At this triumphant entry and career of Science upon the stage of modern thought, Religion is the only power that has as yet sounded the note of alarm, or assumed any very hostile attitude. Nor could she well do otherwise, because, one by one, she has seen her adherents falling away from her, and joining the ranks of her ostensible adversary, and, one by one, she has seen some of the fairest portions of her territory invaded, and either falling a prey to anarchy and dissolution, or rudely wrested from her. In vain she has cried out for help, or tried to throw up barriers against this invasion.
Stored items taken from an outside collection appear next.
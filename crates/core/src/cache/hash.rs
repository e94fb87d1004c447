//! Content-addressed cache key generation.

use serde::Serialize;
use sha2::{Digest, Sha256};

use crate::config::{AnnotationConfig, LineBreak, LinkStyle, Tooltip};

/// Config fields that change what the service returns, in fixed order.
#[derive(Serialize)]
struct OutputFields<'a> {
    link_style: LinkStyle,
    tooltip: Tooltip,
    line_break: LineBreak,
    target: &'a str,
    css_class: &'a str,
    fallback_to_secondary_source: bool,
    ignore: &'a [String],
}

impl<'a> From<&'a AnnotationConfig> for OutputFields<'a> {
    fn from(config: &'a AnnotationConfig) -> Self {
        Self {
            link_style: config.link_style,
            tooltip: config.tooltip,
            line_break: config.line_break,
            target: &config.target,
            css_class: &config.css_class,
            fallback_to_secondary_source: config.fallback_to_secondary_source,
            ignore: &config.ignore,
        }
    }
}

/// Compute the cache key for annotating `text` under `config`.
///
/// Only leading and trailing whitespace is normalized away. The key is the
/// byte length of the trimmed text followed by the SHA-256 hex digest of
/// the text and the output-affecting config fields.
pub fn fingerprint(text: &str, config: &AnnotationConfig) -> String {
    let text = text.trim();
    // Serializing plain strings, enums and a bool cannot fail.
    let fields = serde_json::to_string(&OutputFields::from(config)).unwrap_or_default();

    let mut hasher = Sha256::new();
    hasher.update(text.as_bytes());
    hasher.update(b"\n");
    hasher.update(fields.as_bytes());
    format!("{}{}", text.len(), hex::encode(hasher.finalize()))
}
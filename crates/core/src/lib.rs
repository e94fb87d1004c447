//! Core types and shared functionality for dejure-rs.
//!
//! This crate provides:
//! - Annotation settings, validation and layered configuration loading
//! - Cache fingerprinting and the cache capability with SQLite and in-memory backends
//! - Unified error types

pub mod cache;
pub mod config;
pub mod error;

pub use cache::{CacheDb, CacheStore, MemoryCache};
pub use config::{AnnotationConfig, AnnotationSettings, AppConfig, ConfigError, LineBreak, LinkStyle, Tooltip};
pub use error::Error;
The sapping and mining process has nevertheless gone on; so that, if in the next half century the progress of science shall make as great inroads upon the prevailing popular belief as it has made within the last, it is safe to predict that only a moiety of it will be left, or, what is more probable, it will be changed into something more consonant with the new scientific discoveries, and with what is called "the spirit of the age."

If the changes thus following in the wake of physical discovery have been so marked and significant upon one of the interesting branches of human knowledge to which allusion has been made, how has it fared with the other, which, if not so widespread in its influences, can not nevertheless be affected in its character or career without producing results of the greatest consequence? Has literature as well as religion felt the wand of the mighty magician? and is it likely, in the future, to be retarded in its growth, crippled in its strength, or to any extent diverted from its purpose by this onward and sweeping march of science? These are questions of so much importance that the candid consideration of them can not be without its interest if not without its profit.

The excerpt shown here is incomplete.